Issue
I have a large dataframe (several million rows).
I want to be able to do a groupby operation on it, but just grouping by arbitrary consecutive (preferably equal-sized) subsets of rows, rather than using any particular property of the individual rows to decide which group they go to.
The use case: I want to apply a function to each row via a parallel map in IPython. It doesn't matter which rows go to which back-end engine, as the function calculates a result based on one row at a time. (Conceptually at least; in reality it's vectorized.)
I've come up with something like this:
# Generate a number from 0-9 for each row, indicating which tenth of the DF it belongs to
max_idx = dataframe.index.max()
tenths = ((10 * dataframe.index) / (1 + max_idx)).astype(np.uint32)
# Use this value to perform a groupby, yielding 10 consecutive chunks
groups = [g[1] for g in dataframe.groupby(tenths)]
# Process chunks in parallel
results = dview.map_sync(my_function, groups)
But this seems very long-winded, and doesn't guarantee equal sized chunks. Especially if the index is sparse or non-integer or whatever.

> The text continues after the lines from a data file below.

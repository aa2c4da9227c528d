mod test_ellipse_basic;
mod test_ring_basic;
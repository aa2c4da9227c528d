//! Sampling ring vertices from an ellipse.

use std::f64::consts::TAU;

use super::ellipse::EllipseAxes;
use super::Point3;

/// World-space polar angle of `(x, z)` on the X-Z plane, in `[0, 2π)`.
///
/// Axis-aligned inputs resolve exactly (`+x -> 0`, `+z -> π/2`, `-x -> π`,
/// `-z -> 3π/2`); the origin maps to 0.
#[must_use]
pub fn vector_polar(x: f64, z: f64) -> f64 {
    if x == 0.0 && z == 0.0 {
        return 0.0;
    }
    let angle = z.atan2(x).rem_euclid(TAU);
    // rem_euclid can round a tiny negative angle up to exactly TAU.
    if angle >= TAU { 0.0 } else { angle }
}

/// Appends `sides` points of `p(t) = center + cos(t)·major + sin(t)·minor`.
///
/// Sampling starts at `-polar(major.x, major.z)` so consecutive rings stay
/// angularly aligned as their axes rotate, then steps clockwise by `2π / sides`.
pub fn push_ring(positions: &mut Vec<[f64; 3]>, axes: EllipseAxes, center: Point3, sides: usize) {
    let increment = -(TAU / sides as f64);
    let mut angle = -vector_polar(axes.major.x, axes.major.z);

    positions.reserve(sides);
    for _ in 0..sides {
        let vertex = center
            .add_vec(axes.major.mul_scalar(angle.cos()))
            .add_vec(axes.minor.mul_scalar(angle.sin()));
        positions.push(vertex.to_array());
        angle += increment;
    }
}
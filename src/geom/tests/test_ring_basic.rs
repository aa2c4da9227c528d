use std::f64::consts::{FRAC_PI_2, FRAC_PI_4, PI, TAU};

use crate::geom::{EllipseAxes, Point3, Vec3, push_ring, vector_polar};

#[test]
fn polar_axis_directions_are_exact() {
    assert_eq!(vector_polar(1.0, 0.0), 0.0);
    assert_eq!(vector_polar(0.0, 1.0), FRAC_PI_2);
    assert_eq!(vector_polar(-1.0, 0.0), PI);
    assert_eq!(vector_polar(0.0, -1.0), 3.0 * FRAC_PI_2);
    assert_eq!(vector_polar(0.0, 0.0), 0.0);
}

#[test]
fn polar_covers_every_quadrant() {
    let cases = [
        ((1.0, 1.0), FRAC_PI_4),
        ((-1.0, 1.0), 3.0 * FRAC_PI_4),
        ((-1.0, -1.0), 5.0 * FRAC_PI_4),
        ((1.0, -1.0), 7.0 * FRAC_PI_4),
    ];
    for ((x, z), expected) in cases {
        let angle = vector_polar(x, z);
        assert!((angle - expected).abs() < 1e-12, "({x}, {z}) -> {angle}");
    }
}

#[test]
fn polar_round_trips_sampled_angles() {
    for step in 0..360 {
        let t = f64::from(step) * TAU / 360.0;
        let angle = vector_polar(2.5 * t.cos(), 2.5 * t.sin());
        assert!((0.0..TAU).contains(&angle));
        let diff = (angle - t).abs();
        assert!(diff < 1e-9 || (TAU - diff) < 1e-9, "t={t} angle={angle}");
    }
}

#[test]
fn polar_of_tiny_negative_z_stays_below_tau() {
    let angle = vector_polar(1.0, -1e-18);
    assert!((0.0..TAU).contains(&angle));
}

#[test]
fn circular_ring_points_sit_on_radius() {
    let axes = EllipseAxes {
        major: Vec3::new(0.5, 0.0, 0.0),
        minor: Vec3::new(0.0, 0.0, 0.5),
    };
    let center = Point3::new(1.0, 2.0, 3.0);

    let mut positions = Vec::new();
    push_ring(&mut positions, axes, center, 7);

    assert_eq!(positions.len(), 7);
    for p in &positions {
        let d = Point3::from_array(*p).distance_to(center);
        assert!((d - 0.5).abs() < 1e-12);
    }
    // Start angle is zero when the major axis points along +X.
    assert_eq!(positions[0], [1.5, 2.0, 3.0]);
}

#[test]
fn ring_steps_clockwise_by_equal_angles() {
    let axes = EllipseAxes {
        major: Vec3::new(1.0, 0.0, 0.0),
        minor: Vec3::new(0.0, 0.0, 1.0),
    };

    let mut positions = Vec::new();
    push_ring(&mut positions, axes, Point3::ORIGIN, 4);

    let expected = [
        [1.0, 0.0, 0.0],
        [0.0, 0.0, -1.0],
        [-1.0, 0.0, 0.0],
        [0.0, 0.0, 1.0],
    ];
    for (p, e) in positions.iter().zip(expected) {
        for k in 0..3 {
            assert!((p[k] - e[k]).abs() < 1e-12, "{p:?} vs {e:?}");
        }
    }
}

#[test]
fn ring_appends_after_existing_points() {
    let axes = EllipseAxes {
        major: Vec3::new(0.0, 0.0, 1.0),
        minor: Vec3::new(1.0, 0.0, 0.0),
    };

    let mut positions = vec![[9.0, 9.0, 9.0]];
    push_ring(&mut positions, axes, Point3::ORIGIN, 3);

    assert_eq!(positions.len(), 4);
    assert_eq!(positions[0], [9.0, 9.0, 9.0]);
}
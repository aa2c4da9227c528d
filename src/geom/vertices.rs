//! Vertex coordinates for one branchlet: one ring per joint plus a cap vertex.

use super::ellipse::{JointFit, fit_joint_ellipse, fit_segment_ellipse};
use super::ring::push_ring;
use super::segment::Segment;
use super::Point3;

/// Appends `(segments.len() + 1) * sides + 1` vertices and returns how many
/// interior joints fell back to the merged-segment fit.
///
/// `segments` must be non-empty; callers validate before reaching here.
pub(crate) fn push_vertex_coords(
    positions: &mut Vec<[f64; 3]>,
    start: Point3,
    segments: &[Segment],
    sides: usize,
) -> usize {
    let (Some(first), Some(last)) = (segments.first(), segments.last()) else {
        return 0;
    };

    positions.reserve((segments.len() + 1) * sides + 1);

    let mut center = start;
    push_ring(positions, fit_segment_ellipse(first), center, sides);
    center = center.add_vec(first.direction());

    let mut merged_joints = 0;
    for pair in segments.windows(2) {
        let (axes, fit) = fit_joint_ellipse(center, &pair[0], &pair[1]);
        if fit == JointFit::Merged {
            merged_joints += 1;
        }
        push_ring(positions, axes, center, sides);
        center = center.add_vec(pair[1].direction());
    }

    push_ring(positions, fit_segment_ellipse(last), center, sides);

    // Rounded tip, assuming an idealized many-sided cylinder.
    let cap = center.add_vec(last.radial_direction());
    positions.push(cap.to_array());

    merged_joints
}
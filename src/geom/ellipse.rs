//! Cross-section ellipse fitting at branchlet joints.
//!
//! An end ring is a circle perpendicular to its single segment. An interior ring
//! lies in the plane that bisects the bend between the segment below and the
//! segment above, so adjacent rings neither pinch nor cross at sharp bends.
//!
//! The interior case is solved on the oblique triangle formed by a point `p` on
//! the bottom segment's surface line, a point `q` on the top segment's surface
//! line and their intersection `r`:
//!
//! ```text
//!            q
//!           /
//!          /  top surface line
//!    r ---+
//!     |  /
//!     | /  B = angle between the two segment directions
//!     |/
//!     p    bottom surface line
//! ```
//!
//! The law of sines gives `|pr|`, and `major = r - joint`.

use std::f64::consts::{FRAC_PI_2, PI};

use super::segment::Segment;
use super::{Point3, Vec3};

/// Cross products shorter than this fall back to the world Y reference axis.
const REFERENCE_AXIS_EPS: f64 = 0.001;

/// A joint only gets a bisecting ellipse when the top segment reaches at least
/// this many bottom radii away from the bottom segment's axis.
pub const JOINT_SLACK: f64 = 1.1;

/// Major/minor axis vectors of a ring's ellipse; magnitudes are the ellipse radii.
#[derive(Debug, Clone, Copy, PartialEq)]
pub struct EllipseAxes {
    pub major: Vec3,
    pub minor: Vec3,
}

/// Which path the joint fitter took.
#[derive(Debug, Clone, Copy, PartialEq, Eq)]
pub enum JointFit {
    /// Ellipse solved in the bisecting plane of the two segments.
    Bisecting,
    /// Segments too parallel or the top segment too short; both were merged
    /// into one synthetic segment and fitted as an end ring.
    Merged,
}

/// Circle perpendicular to `seg`, expressed as two orthogonal radius vectors.
#[must_use]
pub fn fit_segment_ellipse(seg: &Segment) -> EllipseAxes {
    let direction = seg.direction();

    let mut reference = direction.cross(-Vec3::X);
    if reference.length() < REFERENCE_AXIS_EPS {
        // Segment runs (almost) along the X axis.
        let alternative = direction.cross(Vec3::Y);
        if alternative.normalized().is_some() {
            reference = alternative;
        }
    }

    let minor = reference
        .normalized()
        .unwrap_or(Vec3::Z)
        .mul_scalar(seg.radius());
    let major = seg.radial_direction().rotated_about(minor, -FRAC_PI_2);

    EllipseAxes { major, minor }
}

/// Fits the ellipse at `center`, the joint where `bottom` ends and `top` begins.
#[must_use]
pub fn fit_joint_ellipse(center: Point3, bottom: &Segment, top: &Segment) -> (EllipseAxes, JointFit) {
    let bottom_dir = bottom.direction();
    let top_dir = top.direction();

    // Both directions are treated as leaving the joint from the same point.
    let bend = bottom_dir.angle_to(top_dir);
    let reach = (FRAC_PI_2 - bend).cos() * top.length();

    if reach < bottom.radius() * JOINT_SLACK {
        return merged_fit(bottom, top);
    }

    let Some(fold) = top_dir.cross(bottom_dir).normalized() else {
        return merged_fit(bottom, top);
    };
    let minor = fold.mul_scalar(top.radius());

    let p = center
        .sub_vec(bottom_dir)
        .add_vec(bottom.radial_direction().rotated_about(minor, -FRAC_PI_2));
    let q = center.add_vec(top.radial_direction().rotated_about(minor, -FRAC_PI_2));

    let p_to_q = q - p;
    let angle_at_q = PI - (bottom_dir.angle_to(p_to_q) + bend);
    let p_to_r = p_to_q.length() * (angle_at_q.sin() / bend.sin());

    let bottom_unit = bottom_dir.normalized().unwrap_or(Vec3::ZERO);
    let r = p.add_vec(bottom_unit.mul_scalar(p_to_r));

    (
        EllipseAxes {
            major: r - center,
            minor,
        },
        JointFit::Bisecting,
    )
}

/// The synthetic segment used when a joint is too shallow to bisect.
///
/// Carries the summed direction and the top radius. Exactly opposed segments of
/// equal length sum to zero; the bottom direction stands in for them.
#[must_use]
pub fn merged_segment(bottom: &Segment, top: &Segment) -> Segment {
    let sum = bottom.direction() + top.direction();
    let direction = if sum.normalized().is_some() {
        sum
    } else {
        bottom.direction()
    };
    Segment::new(direction, top.radius())
}

fn merged_fit(bottom: &Segment, top: &Segment) -> (EllipseAxes, JointFit) {
    (fit_segment_ellipse(&merged_segment(bottom, top)), JointFit::Merged)
}
pub mod assets;
pub mod exec;
pub mod handler;
pub mod port;

pub use exec::{exec, reply_for, Reply, StaticServer};
pub use handler::{content_type, render_listing, resolve, Resolved};
pub use port::{find_available_port, DEFAULT_HOST, DEFAULT_MAX_TRIES, DEFAULT_START_PORT};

Any suggestions for a better way?
Thanks!
Solution
In practice, you can't guarantee equal-sized chunks. The number of rows (N) might be prime, in which case you could only get equal-sized chunks at 1 or N. Because of this, real-world chunking typically uses a fixed size and allows for a smaller chunk at the end. I tend to pass an array to groupby
. Starting from:
>>> df = pd.DataFrame(np.random.rand(15, 5), index=[0]*15)
>>> df[0] = range(15)
>>> df
0 1 2 3 4
0 0 0.746300 0.346277 0.220362 0.172680
0 1 0.657324 0.687169 0.384196 0.214118
0 2 0.016062 0.858784 0.236364 0.963389
[...]
0 13 0.510273 0.051608 0.230402 0.756921
0 14 0.950544 0.576539 0.642602 0.907850
[15 rows x 5 columns]
where I've deliberately made the index uninformative by setting it to 0, we simply decide on our size (here 10) and integer-divide an array by it:
>>> df.groupby(np.arange(len(df))//10)
<pandas.core.groupby.DataFrameGroupBy object at 0xb208492c>
>>> for k,g in df.groupby(np.arange(len(df))//10):
... print(k,g)
...
0 0 1 2 3 4
0 0 0.746300 0.346277 0.220362 0.172680
0 1 0.657324 0.687169 0.384196 0.214118
0 2 0.016062 0.858784 0.236364 0.963389
[...]
0 8 0.241049 0.246149 0.241935 0.563428
0 9 0.493819 0.918858 0.193236 0.266257
[10 rows x 5 columns]
1 0 1 2 3 4
0 10 0.037693 0.370789 0.369117 0.401041
0 11 0.721843 0.862295 0.671733 0.605006
[...]
0 14 0.950544 0.576539 0.642602 0.907850
[5 rows x 5 columns]
Methods based on slicing the DataFrame can fail when the index isn't compatible with that, although you can always use .iloc[a:b]
to ignore the index values and access data by position.